Nonnegative Decomposition of Multivariate Information
Paul L. Williams, Randall D. Beer

TL;DR
This paper introduces a new framework for multivariate information decomposition that avoids negative values and clarifies the structure of information shared among sources using a redundancy lattice.
Contribution
It proposes a novel partial information decomposition based on a new redundancy measure, providing a clearer and non-negative interpretation of multivariate information.
Findings
Redundancy lattice clarifies multivariate information structure
Partial information atoms are always non-negative
Interaction information's negativity is due to confounding redundancy and synergy
Abstract
Of the various attempts to generalize information theory to multiple variables, the most widely utilized, interaction information, suffers from the problem that it is sometimes negative. Here we reconsider from first principles the general structure of the information that a set of sources provides about a given variable.
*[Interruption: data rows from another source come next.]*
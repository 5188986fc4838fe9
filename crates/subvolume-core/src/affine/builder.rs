//! Construction of affine matrices from semantic parameters.
//!
//! # Convention
//!
//! The linear part is `L = S * R * H` where
//! - `S` is the diagonal scale matrix,
//! - `R` is the rotation (angles in degrees, positive = counter-clockwise),
//! - `H` is the unit upper-triangular shear matrix (identity by default).
//!
//! For 3D, `R = R0(a) * R1(b) * R2(c)`: rotation about the first axis, then
//! the second, then the third. Downstream results depend on this order.
//!
//! The translation occupies the last column. Since matrices map output
//! coordinates to input coordinates, a scale of 2 samples every second input
//! element, shrinking the content.

use ndarray::{array, Array1, Array2};
use serde::{Deserialize, Serialize};

use super::AffineMatrix;
use crate::error::{Error, Result};

/// Semantic parameters of an affine transform.
///
/// Deserializable so transforms can be read from configuration files:
///
/// ```ignore
/// let params: AffineParams = serde_json::from_str(
///     r#"{"scale": [2.0, 2.0], "rotation": [45.0], "translation": [-1.0, 1.0]}"#,
/// )?;
/// let matrix = params.build()?;
/// ```
#[derive(Debug, Clone, PartialEq, Serialize, Deserialize)]
pub struct AffineParams {
    /// Per-axis scale factors; their count determines the dimensionality.
    pub scale: Vec<f64>,
    /// Rotation angles in degrees: one for 2D, three for 3D.
    pub rotation: Vec<f64>,
    /// Translation vector, zero when absent.
    #[serde(default)]
    pub translation: Option<Vec<f64>>,
    /// Shear factors (`[s01]` for 2D, `[s01, s02, s12]` for 3D), none when absent.
    #[serde(default)]
    pub shear: Option<Vec<f64>>,
}

impl AffineParams {
    /// Build the matrix described by these parameters.
    pub fn build(&self) -> Result<AffineMatrix> {
        build(
            &self.scale,
            &self.rotation,
            self.translation.as_deref(),
            self.shear.as_deref(),
        )
    }
}

/// Build a homogeneous affine matrix.
///
/// # Arguments
///
/// * `scale` - Per-axis scale factors, length 2 or 3
/// * `rotation` - Angles in degrees: 1 for 2D, 3 for 3D
/// * `translation` - Optional translation, same length as `scale`
/// * `shear` - Optional shear factors: 1 for 2D, 3 for 3D
///
/// # Errors
///
/// `DimensionMismatch` if the dimensionality is not 2 or 3, or if any
/// parameter length disagrees with it.
///
/// # Example
///
/// ```ignore
/// use subvolume_core::affine::build;
///
/// let m = build(&[2.0, 2.0], &[45.0], None, None)?;
/// assert_eq!(m.ndim(), 2);
/// ```
pub fn build(
    scale: &[f64],
    rotation: &[f64],
    translation: Option<&[f64]>,
    shear: Option<&[f64]>,
) -> Result<AffineMatrix> {
    let ndim = scale.len();
    let n_angles = match ndim {
        2 => 1,
        3 => 3,
        _ => return Err(Error::dimension("scale length (2 or 3)", 3, ndim)),
    };
    if rotation.len() != n_angles {
        return Err(Error::dimension("rotation angles", n_angles, rotation.len()));
    }
    if let Some(t) = translation {
        if t.len() != ndim {
            return Err(Error::dimension("translation length", ndim, t.len()));
        }
    }
    if let Some(h) = shear {
        if h.len() != n_angles {
            return Err(Error::dimension("shear factors", n_angles, h.len()));
        }
    }

    let s = Array2::from_diag(&Array1::from(scale.to_vec()));
    let r = if ndim == 2 {
        rotation_2d(rotation[0])
    } else {
        rotation_3d(rotation[0], rotation[1], rotation[2])
    };
    let h = shear.map_or_else(|| Array2::eye(ndim), |h| shear_matrix(ndim, h));

    let linear = s.dot(&r).dot(&h);
    let translation = translation.map_or_else(|| Array1::zeros(ndim), |t| Array1::from(t.to_vec()));

    AffineMatrix::from_parts(linear.view(), translation.view())
}

/// Standard 2D rotation, counter-clockwise for positive angles.
fn rotation_2d(degrees: f64) -> Array2<f64> {
    let (sin, cos) = degrees.to_radians().sin_cos();
    array![[cos, -sin], [sin, cos]]
}

/// `R0(a) * R1(b) * R2(c)`, each an elementary rotation about one axis.
fn rotation_3d(a: f64, b: f64, c: f64) -> Array2<f64> {
    let (sa, ca) = a.to_radians().sin_cos();
    let (sb, cb) = b.to_radians().sin_cos();
    let (sc, cc) = c.to_radians().sin_cos();

    let r0 = array![[1.0, 0.0, 0.0], [0.0, ca, -sa], [0.0, sa, ca]];
    let r1 = array![[cb, 0.0, sb], [0.0, 1.0, 0.0], [-sb, 0.0, cb]];
    let r2 = array![[cc, -sc, 0.0], [sc, cc, 0.0], [0.0, 0.0, 1.0]];

    r0.dot(&r1).dot(&r2)
}

/// Unit upper-triangular shear, factors filled row by row above the diagonal.
fn shear_matrix(ndim: usize, factors: &[f64]) -> Array2<f64> {
    let mut h = Array2::eye(ndim);
    let mut k = 0;
    for i in 0..ndim {
        for j in i + 1..ndim {
            h[[i, j]] = factors[k];
            k += 1;
        }
    }
    h
}

#[cfg(test)]
mod tests {
    use super::*;

    fn assert_close(actual: &Array2<f64>, expected: &Array2<f64>) {
        assert_eq!(actual.dim(), expected.dim());
        for (a, e) in actual.iter().zip(expected.iter()) {
            assert!((a - e).abs() < 1e-12, "\n{actual}\n!=\n{expected}");
        }
    }

    #[test]
    fn test_identity_parameters() {
        let m = build(&[1.0, 1.0], &[0.0], None, None).unwrap();
        assert_close(m.as_array(), &Array2::eye(3));

        let m = build(&[1.0, 1.0, 1.0], &[0.0, 0.0, 0.0], None, None).unwrap();
        assert_close(m.as_array(), &Array2::eye(4));
    }

    #[test]
    fn test_scale_only() {
        let m = build(&[2.0, 0.5], &[0.0], None, None).unwrap();
        assert_close(
            m.as_array(),
            &array![[2.0, 0.0, 0.0], [0.0, 0.5, 0.0], [0.0, 0.0, 1.0]],
        );
    }

    #[test]
    fn test_rotation_2d_counter_clockwise() {
        let m = build(&[1.0, 1.0], &[90.0], None, None).unwrap();
        let p = m.apply(&[1.0, 0.0]);
        assert!((p[0] - 0.0).abs() < 1e-12);
        assert!((p[1] - 1.0).abs() < 1e-12);
    }

    #[test]
    fn test_scale_applied_before_rotation() {
        let m = build(&[2.0, 3.0], &[30.0], None, None).unwrap();
        let r = rotation_2d(30.0);
        let expected = array![
            [2.0 * r[[0, 0]], 2.0 * r[[0, 1]], 0.0],
            [3.0 * r[[1, 0]], 3.0 * r[[1, 1]], 0.0],
            [0.0, 0.0, 1.0]
        ];
        assert_close(m.as_array(), &expected);
    }

    #[test]
    fn test_translation_in_last_column() {
        let m = build(&[2.0, 2.0], &[45.0], Some(&[-1.0, 1.0][..]), None).unwrap();
        assert_eq!(m.translation().to_vec(), vec![-1.0, 1.0]);
        assert_eq!(m.as_array().row(2).to_vec(), vec![0.0, 0.0, 1.0]);
    }

    #[test]
    fn test_rotation_3d_order() {
        let m = build(&[1.0, 1.0, 1.0], &[15.0, 30.0, 0.0], None, None).unwrap();
        let expected = rotation_3d(15.0, 0.0, 0.0).dot(&rotation_3d(0.0, 30.0, 0.0));
        assert_close(&m.linear().to_owned(), &expected);

        // Elementary rotations about different axes do not commute
        let swapped = rotation_3d(0.0, 30.0, 0.0).dot(&rotation_3d(15.0, 0.0, 0.0));
        let diff: f64 = (&m.linear() - &swapped).iter().map(|v| v.abs()).sum();
        assert!(diff > 1e-3);
    }

    #[test]
    fn test_rotation_3d_single_axes() {
        // About axis 2 only: acts on axes 0 and 1
        let m = build(&[1.0, 1.0, 1.0], &[0.0, 0.0, 90.0], None, None).unwrap();
        let p = m.apply(&[1.0, 0.0, 0.0]);
        assert!((p[0]).abs() < 1e-12 && (p[1] - 1.0).abs() < 1e-12 && p[2].abs() < 1e-12);

        // About axis 0 only: acts on axes 1 and 2
        let m = build(&[1.0, 1.0, 1.0], &[90.0, 0.0, 0.0], None, None).unwrap();
        let p = m.apply(&[0.0, 1.0, 0.0]);
        assert!(p[0].abs() < 1e-12 && p[1].abs() < 1e-12 && (p[2] - 1.0).abs() < 1e-12);
    }

    #[test]
    fn test_rotation_is_orthonormal() {
        let m = build(&[1.0, 1.0, 1.0], &[24.0, 33.0, 99.0], None, None).unwrap();
        let l = m.linear();
        let prod = l.dot(&l.t());
        assert_close(&prod, &Array2::eye(3));
        assert!((m.determinant() - 1.0).abs() < 1e-12);
    }

    #[test]
    fn test_shear() {
        let m = build(&[1.0, 1.0], &[0.0], None, Some(&[0.5][..])).unwrap();
        assert_close(
            m.as_array(),
            &array![[1.0, 0.5, 0.0], [0.0, 1.0, 0.0], [0.0, 0.0, 1.0]],
        );

        let m = build(&[1.0, 1.0, 1.0], &[0.0, 0.0, 0.0], None, Some(&[0.1, 0.2, 0.3][..])).unwrap();
        let l = m.linear();
        assert_eq!(l[[0, 1]], 0.1);
        assert_eq!(l[[0, 2]], 0.2);
        assert_eq!(l[[1, 2]], 0.3);
        assert_eq!(l[[1, 0]], 0.0);
    }

    #[test]
    fn test_unsupported_dimensionality() {
        assert!(matches!(
            build(&[1.0], &[0.0], None, None),
            Err(Error::DimensionMismatch { .. })
        ));
        assert!(matches!(
            build(&[1.0; 4], &[0.0; 3], None, None),
            Err(Error::DimensionMismatch { .. })
        ));
    }

    #[test]
    fn test_inconsistent_lengths() {
        assert!(matches!(
            build(&[1.0, 1.0], &[0.0, 0.0, 0.0], None, None),
            Err(Error::DimensionMismatch {
                expected: 1,
                actual: 3,
                ..
            })
        ));
        assert!(build(&[1.0, 1.0, 1.0], &[0.0], None, None).is_err());
        assert!(build(&[1.0, 1.0], &[0.0], Some(&[1.0, 2.0, 3.0][..]), None).is_err());
        assert!(build(&[1.0, 1.0], &[0.0], None, Some(&[0.1, 0.2][..])).is_err());
    }

    #[test]
    fn test_zero_scale_builds_but_is_degenerate() {
        let m = build(&[0.0, 1.0], &[10.0], None, None).unwrap();
        assert!(matches!(
            m.check_invertible(),
            Err(Error::DegenerateTransform { .. })
        ));
    }

    #[test]
    fn test_params_from_json() {
        let params: AffineParams = serde_json::from_str(
            r#"{"scale": [0.5, 1.5], "rotation": [23.0], "translation": [23.0, -14.0]}"#,
        )
        .unwrap();
        let m = params.build().unwrap();
        let direct = build(&[0.5, 1.5], &[23.0], Some(&[23.0, -14.0][..]), None).unwrap();
        assert_eq!(m, direct);
    }
}
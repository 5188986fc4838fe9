//! The read contract between the resampler and array storage.
//!
//! Storage backends (in-memory arrays, chunked stores, image files) expose a
//! fixed shape and read-only access to axis-aligned regions. The resampler
//! only ever borrows a source for the duration of one call.

use ndarray::{ArrayBase, ArrayD, Data, Dimension};

use crate::index::BoundingBox;

/// Error type returned by storage backends.
///
/// Kept opaque so backend failures reach the caller unchanged.
pub type ReadError = Box<dyn std::error::Error + Send + Sync>;

/// A read-only n-dimensional array, possibly larger than memory.
///
/// Implementations must return an array whose shape equals
/// `bbox.shape()` for any box within [`ArrayLike::shape`]. Reads are
/// side-effect free from the caller's point of view; implementations that are
/// also `Sync` may be read from several threads at once.
pub trait ArrayLike {
    /// Extent of each axis.
    fn shape(&self) -> &[usize];

    /// Read the region covered by `bbox` into memory.
    fn read(&self, bbox: &BoundingBox) -> Result<ArrayD<f64>, ReadError>;

    /// Number of axes.
    fn ndim(&self) -> usize {
        self.shape().len()
    }
}

impl<S, D> ArrayLike for ArrayBase<S, D>
where
    S: Data<Elem = f64>,
    D: Dimension,
{
    fn shape(&self) -> &[usize] {
        ArrayBase::shape(self)
    }

    fn read(&self, bbox: &BoundingBox) -> Result<ArrayD<f64>, ReadError> {
        bbox.check_within(ArrayBase::shape(self))?;
        Ok(bbox.slice_of(self).to_owned().into_dyn())
    }
}

impl<T: ArrayLike + ?Sized> ArrayLike for &T {
    fn shape(&self) -> &[usize] {
        (**self).shape()
    }

    fn read(&self, bbox: &BoundingBox) -> Result<ArrayD<f64>, ReadError> {
        (**self).read(bbox)
    }
}

impl<T: ArrayLike + ?Sized> ArrayLike for Box<T> {
    fn shape(&self) -> &[usize] {
        (**self).shape()
    }

    fn read(&self, bbox: &BoundingBox) -> Result<ArrayD<f64>, ReadError> {
        (**self).read(bbox)
    }
}
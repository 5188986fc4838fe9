//! Affine matrices and their construction from scale, rotation, translation
//! and shear parameters.

mod builder;
mod matrix;

pub use builder::{build, AffineParams};
pub use matrix::AffineMatrix;
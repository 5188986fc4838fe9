//! Hierarchical containers of named datasets.

use std::fmt;
use std::fs;
use std::path::{Component, Path, PathBuf};

use ndarray::ArrayViewD;
use serde::{Deserialize, Serialize};
use subvolume_core::ArrayLike;

use crate::error::{Result, StorageError};
use crate::store::{ChunkStore, Compression};

/// Whether a container is opened for reading only or may be written to.
#[derive(Debug, Clone, Copy, PartialEq, Eq, Default, Serialize, Deserialize)]
#[serde(rename_all = "lowercase")]
pub enum AccessMode {
    /// Open an existing container for reading.
    #[default]
    Read,
    /// Open for reading and writing, creating the container if missing.
    ReadWrite,
}

/// Classification of a node inside a container.
#[derive(Debug, Clone, Copy, PartialEq, Eq, Hash, Serialize, Deserialize)]
#[serde(rename_all = "lowercase")]
pub enum NodeKind {
    /// Holds further named nodes.
    Group,
    /// An array that can be read.
    Dataset,
}

/// A dataset handed out by a container.
pub type DatasetHandle = Box<dyn ArrayLike + Send + Sync>;

/// A file-like collection of datasets, one implementation per storage format.
pub trait Container: fmt::Debug + Send {
    /// Location the container was opened from.
    fn path(&self) -> &Path;

    /// Names of the nodes directly below the root, sorted.
    fn keys(&self) -> Result<Vec<String>>;

    /// Open the dataset called `name`.
    fn dataset(&self, name: &str) -> Result<DatasetHandle>;

    /// Whether `name` refers to a group or a dataset. The empty name and `/`
    /// are the root group.
    fn node_kind(&self, name: &str) -> Result<NodeKind>;

    /// Release backend resources. Called once, by [`OpenFile`](crate::OpenFile).
    fn close(&mut self) -> Result<()> {
        Ok(())
    }
}

/// A directory of chunked datasets; subdirectories without metadata are
/// groups.
#[derive(Debug)]
pub struct ChunkContainer {
    root: PathBuf,
    mode: AccessMode,
}

impl ChunkContainer {
    /// Open the container at `path`.
    ///
    /// In `ReadWrite` mode a missing directory is created; in `Read` mode it
    /// must exist.
    pub fn open(path: impl AsRef<Path>, mode: AccessMode) -> Result<Self> {
        let root = path.as_ref().to_path_buf();
        match mode {
            AccessMode::ReadWrite => fs::create_dir_all(&root).map_err(StorageError::io(&root))?,
            AccessMode::Read if !root.is_dir() => {
                return Err(StorageError::Io {
                    path: root,
                    source: std::io::ErrorKind::NotFound.into(),
                })
            }
            AccessMode::Read => {}
        }
        tracing::debug!(path = %root.display(), ?mode, "opened chunk container");
        Ok(Self { root, mode })
    }

    pub fn mode(&self) -> AccessMode {
        self.mode
    }

    /// Resolve a node name to a path below the root.
    fn node_path(&self, name: &str) -> Result<PathBuf> {
        let relative = Path::new(name.trim_start_matches('/'));
        if relative
            .components()
            .any(|c| !matches!(c, Component::Normal(_) | Component::CurDir))
        {
            return Err(StorageError::MissingDataset(name.to_string()));
        }
        Ok(self.root.join(relative))
    }

    /// Create a dataset called `name` holding `data`.
    pub fn create_dataset(
        &self,
        name: &str,
        data: ArrayViewD<'_, f64>,
        chunks: &[usize],
        compression: Compression,
    ) -> Result<ChunkStore> {
        if self.mode == AccessMode::Read {
            return Err(StorageError::ReadOnly(self.root.clone()));
        }
        let store = ChunkStore::create(self.node_path(name)?, data.shape(), chunks, compression)?;
        store.write(data)?;
        Ok(store)
    }

    /// Open the dataset called `name`.
    pub fn open_dataset(&self, name: &str) -> Result<ChunkStore> {
        let path = self.node_path(name)?;
        if !ChunkStore::is_dataset(&path) {
            return Err(StorageError::MissingDataset(name.to_string()));
        }
        ChunkStore::open(path)
    }
}

impl Container for ChunkContainer {
    fn path(&self) -> &Path {
        &self.root
    }

    fn keys(&self) -> Result<Vec<String>> {
        let mut keys = Vec::new();
        for entry in fs::read_dir(&self.root).map_err(StorageError::io(&self.root))? {
            let entry = entry.map_err(StorageError::io(&self.root))?;
            if entry.path().is_dir() {
                keys.push(entry.file_name().to_string_lossy().into_owned());
            }
        }
        keys.sort();
        Ok(keys)
    }

    fn dataset(&self, name: &str) -> Result<DatasetHandle> {
        Ok(Box::new(self.open_dataset(name)?))
    }

    fn node_kind(&self, name: &str) -> Result<NodeKind> {
        let path = self.node_path(name)?;
        if ChunkStore::is_dataset(&path) {
            Ok(NodeKind::Dataset)
        } else if path.is_dir() {
            Ok(NodeKind::Group)
        } else {
            Err(StorageError::MissingDataset(name.to_string()))
        }
    }
}

#[cfg(test)]
mod tests {
    use super::*;
    use ndarray::{Array2, ArrayD};
    use subvolume_core::BoundingBox;

    fn data() -> ArrayD<f64> {
        Array2::from_shape_fn((12, 12), |(i, j)| (i * 12 + j) as f64).into_dyn()
    }

    #[test]
    fn test_create_and_list() {
        let dir = tempfile::tempdir().unwrap();
        let container = ChunkContainer::open(dir.path().join("vol.n5"), AccessMode::ReadWrite).unwrap();
        container
            .create_dataset("raw", data().view(), &[5, 5], Compression::Raw)
            .unwrap();
        container
            .create_dataset("seg/labels", data().view(), &[6, 6], Compression::Gzip { level: 1 })
            .unwrap();

        assert_eq!(container.keys().unwrap(), vec!["raw", "seg"]);
        assert_eq!(container.node_kind("raw").unwrap(), NodeKind::Dataset);
        assert_eq!(container.node_kind("seg").unwrap(), NodeKind::Group);
        assert_eq!(container.node_kind("/seg/labels").unwrap(), NodeKind::Dataset);
        assert_eq!(container.node_kind("").unwrap(), NodeKind::Group);
        assert!(container.node_kind("missing").is_err());
    }

    #[test]
    fn test_dataset_reads() {
        let dir = tempfile::tempdir().unwrap();
        let container = ChunkContainer::open(dir.path(), AccessMode::ReadWrite).unwrap();
        container
            .create_dataset("raw", data().view(), &[5, 5], Compression::Raw)
            .unwrap();

        let ds = container.dataset("raw").unwrap();
        assert_eq!(ds.shape(), &[12, 12]);
        let bb = BoundingBox::new(vec![3..8, 4..12]).unwrap();
        assert_eq!(ds.read(&bb).unwrap(), bb.slice_of(&data()).to_owned());
    }

    #[test]
    fn test_read_mode() {
        let dir = tempfile::tempdir().unwrap();
        let container = ChunkContainer::open(dir.path(), AccessMode::Read).unwrap();
        assert!(matches!(
            container.create_dataset("raw", data().view(), &[5, 5], Compression::Raw),
            Err(StorageError::ReadOnly(_))
        ));
        assert!(matches!(container.dataset("raw"), Err(StorageError::MissingDataset(_))));
        assert!(ChunkContainer::open(dir.path().join("nope"), AccessMode::Read).is_err());
    }

    #[test]
    fn test_rejects_escaping_names() {
        let dir = tempfile::tempdir().unwrap();
        let container = ChunkContainer::open(dir.path(), AccessMode::ReadWrite).unwrap();
        assert!(container.dataset("../outside").is_err());
    }
}
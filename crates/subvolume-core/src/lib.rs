//! Subvolume Core - affine resampling of large n-dimensional arrays
//!
//! Computes the result of an affine transform restricted to an output
//! bounding box, reading only the part of the source array the box depends
//! on. Results match transforming the whole array and cropping.
//!
//! - [`index`]: region normalization and bounding boxes
//! - [`affine`]: homogeneous matrices and the scale/rotation/shear builder
//! - [`transform`]: the resampling engine
//!
//! Sources implement [`ArrayLike`]; in-memory `ndarray` arrays already do.

mod array;
pub mod affine;
pub mod error;
pub mod index;
pub mod transform;

pub use affine::{build, AffineMatrix, AffineParams};
pub use array::{ArrayLike, ReadError};
pub use error::{Error, Result};
pub use index::{normalize, AxisSpec, BoundingBox};
pub use transform::{
    affine_transform, gaussian_filter, transform, BoundaryMode, InterpolationOrder,
    TransformOptions,
};
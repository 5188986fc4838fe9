//! Resolution of loose region syntax into concrete bounding boxes.
//!
//! A region is written as a list of per-axis specs, mirroring the familiar
//! slice syntax of array libraries:
//!
//! - `..` / [`AxisSpec::Full`] covers the whole axis
//! - `a..b`, `a..`, `..b` / [`AxisSpec::Slice`] with optional bounds
//! - negative bounds count from the end of the axis (`-1` is `extent - 1`)
//! - an integer / [`AxisSpec::Index`] selects a single position
//! - one [`AxisSpec::Ellipsis`] stands for as many full axes as needed
//!
//! Trailing axes without a spec cover their full extent.

use std::ops::{Range, RangeFrom, RangeFull, RangeTo};

use serde::{Deserialize, Serialize};

use super::BoundingBox;
use crate::error::{Error, Result};

/// Specification for one axis of a region.
#[derive(Debug, Clone, Copy, PartialEq, Eq, Default, Serialize, Deserialize)]
#[serde(rename_all = "lowercase")]
pub enum AxisSpec {
    /// The entire axis.
    #[default]
    Full,
    /// A half-open range; missing bounds default to the axis ends.
    Slice {
        start: Option<i64>,
        stop: Option<i64>,
    },
    /// A single position, resolved to `i..i + 1`.
    Index(i64),
    /// Expands to full axes so that the remaining specs align to the end.
    Ellipsis,
}

impl AxisSpec {
    /// Slice with both bounds given.
    pub fn range(start: i64, stop: i64) -> Self {
        AxisSpec::Slice {
            start: Some(start),
            stop: Some(stop),
        }
    }
}

impl From<Range<i64>> for AxisSpec {
    fn from(r: Range<i64>) -> Self {
        AxisSpec::range(r.start, r.end)
    }
}

impl From<RangeFrom<i64>> for AxisSpec {
    fn from(r: RangeFrom<i64>) -> Self {
        AxisSpec::Slice {
            start: Some(r.start),
            stop: None,
        }
    }
}

impl From<RangeTo<i64>> for AxisSpec {
    fn from(r: RangeTo<i64>) -> Self {
        AxisSpec::Slice {
            start: None,
            stop: Some(r.end),
        }
    }
}

impl From<RangeFull> for AxisSpec {
    fn from(_: RangeFull) -> Self {
        AxisSpec::Full
    }
}

impl From<i64> for AxisSpec {
    fn from(i: i64) -> Self {
        AxisSpec::Index(i)
    }
}

/// Resolve a region specification against `shape`.
///
/// # Errors
///
/// - `DimensionMismatch` when more axis specs than axes are given, or when
///   the region contains more than one ellipsis.
/// - `Bounds` when an axis spec lies entirely outside the array: a start past
///   the extent, a stop before zero, or an index outside `[0, extent)`.
///   Partially overlapping slices are clipped instead.
///
/// # Example
///
/// ```ignore
/// use subvolume_core::index::{normalize, AxisSpec};
///
/// let bb = normalize(&[AxisSpec::from(..256), AxisSpec::from(-100..)], &[512, 512])?;
/// assert_eq!(bb.ranges(), &[0..256, 412..512]);
/// ```
pub fn normalize(region: &[AxisSpec], shape: &[usize]) -> Result<BoundingBox> {
    let specs = expand_ellipsis(region, shape.len())?;

    let mut ranges = Vec::with_capacity(shape.len());
    for (axis, &extent) in shape.iter().enumerate() {
        let spec = specs.get(axis).copied().unwrap_or(AxisSpec::Full);
        let range = resolve_axis(axis, spec, extent)?;
        tracing::trace!(axis, ?spec, ?range, "resolved axis spec");
        ranges.push(range);
    }

    Ok(BoundingBox::from_ranges_unchecked(ranges))
}

fn expand_ellipsis(region: &[AxisSpec], ndim: usize) -> Result<Vec<AxisSpec>> {
    let ellipses = region
        .iter()
        .filter(|s| matches!(s, AxisSpec::Ellipsis))
        .count();
    if ellipses > 1 {
        return Err(Error::dimension("ellipsis count", 1, ellipses));
    }

    let explicit = region.len() - ellipses;
    if explicit > ndim {
        return Err(Error::dimension("region axis count", ndim, explicit));
    }

    let mut specs = Vec::with_capacity(ndim);
    for spec in region {
        match spec {
            AxisSpec::Ellipsis => {
                specs.extend(std::iter::repeat(AxisSpec::Full).take(ndim - explicit))
            }
            other => specs.push(*other),
        }
    }
    Ok(specs)
}

fn resolve_axis(axis: usize, spec: AxisSpec, extent: usize) -> Result<Range<usize>> {
    let n = extent as i64;
    match spec {
        AxisSpec::Full | AxisSpec::Ellipsis => Ok(0..extent),
        AxisSpec::Index(i) => {
            let resolved = if i < 0 { i + n } else { i };
            if resolved < 0 || resolved >= n {
                return Err(Error::Bounds {
                    axis,
                    value: i,
                    extent,
                });
            }
            let i = resolved as usize;
            Ok(i..i + 1)
        }
        AxisSpec::Slice { start, stop } => {
            let start = match start {
                None => 0,
                Some(s) if s < 0 => (s + n).max(0),
                Some(s) if s > n => {
                    return Err(Error::Bounds {
                        axis,
                        value: s,
                        extent,
                    })
                }
                Some(s) => s,
            };
            let stop = match stop {
                None => n,
                Some(s) => {
                    let resolved = if s < 0 { s + n } else { s };
                    if resolved < 0 {
                        return Err(Error::Bounds {
                            axis,
                            value: s,
                            extent,
                        });
                    }
                    resolved.min(n)
                }
            };
            // An inverted slice selects nothing
            let stop = stop.max(start);
            Ok(start as usize..stop as usize)
        }
    }
}


// ============================================================================
// Property-Based Tests
// ============================================================================
//! In-memory chunked arrays.

use std::sync::atomic::{AtomicUsize, Ordering};

use ndarray::{ArrayD, ArrayViewD};
use subvolume_core::{ArrayLike, BoundingBox, ReadError};

use crate::error::Result;
use crate::grid::ChunkGrid;

/// An array held as a grid of separately stored chunks.
///
/// Reads assemble the requested region from the overlapping chunks only and
/// count every chunk they touch, which makes it easy to check how much of a
/// source an operation actually reads.
#[derive(Debug)]
pub struct ChunkedArray {
    grid: ChunkGrid,
    chunks: Vec<ArrayD<f64>>,
    chunk_reads: AtomicUsize,
}

impl ChunkedArray {
    /// Split `data` into chunks of shape `chunks`.
    ///
    /// # Errors
    ///
    /// `ShapeMismatch` if the chunk rank differs from the array rank,
    /// `InvalidLayout` if a chunk extent is zero.
    pub fn from_array(data: ArrayViewD<'_, f64>, chunks: &[usize]) -> Result<Self> {
        let grid = ChunkGrid::new(data.shape(), chunks)?;
        let mut stored = Vec::new();
        for index in grid.all_chunks() {
            stored.push(grid.chunk_box(&index)?.slice_of(&data).to_owned());
        }
        Ok(Self {
            grid,
            chunks: stored,
            chunk_reads: AtomicUsize::new(0),
        })
    }

    /// Chunk shape.
    pub fn chunk_shape(&self) -> &[usize] {
        self.grid.chunks()
    }

    /// Number of chunks along each axis.
    pub fn grid_shape(&self) -> Vec<usize> {
        self.grid.grid_shape()
    }

    /// Total number of chunk reads since creation or the last reset.
    pub fn chunk_reads(&self) -> usize {
        self.chunk_reads.load(Ordering::Relaxed)
    }

    pub fn reset_chunk_reads(&self) {
        self.chunk_reads.store(0, Ordering::Relaxed);
    }

    /// Read the region covered by `bbox`.
    pub fn read_region(&self, bbox: &BoundingBox) -> Result<ArrayD<f64>> {
        let grid_shape = self.grid.grid_shape();
        self.grid.assemble(bbox, |index| {
            self.chunk_reads.fetch_add(1, Ordering::Relaxed);
            let flat = index
                .iter()
                .zip(&grid_shape)
                .fold(0, |acc, (&i, &n)| acc * n + i);
            Ok(self.chunks[flat].clone())
        })
    }
}

impl ArrayLike for ChunkedArray {
    fn shape(&self) -> &[usize] {
        self.grid.shape()
    }

    fn read(&self, bbox: &BoundingBox) -> std::result::Result<ArrayD<f64>, ReadError> {
        Ok(self.read_region(bbox)?)
    }
}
We begin with a new definition of redundancy as the minimum information that any source provides about each possible outcome of the variable, averaged over all possible outcomes. We then show how this measure of redundancy induces a lattice over sets of sources that clarifies the general structure of multivariate information. Finally, we use this redundancy lattice to propose a definition of partial information atoms that exhaustively decompose the Shannon information in a multivariate system in terms of the redundancy between synergies of subsets of the sources.…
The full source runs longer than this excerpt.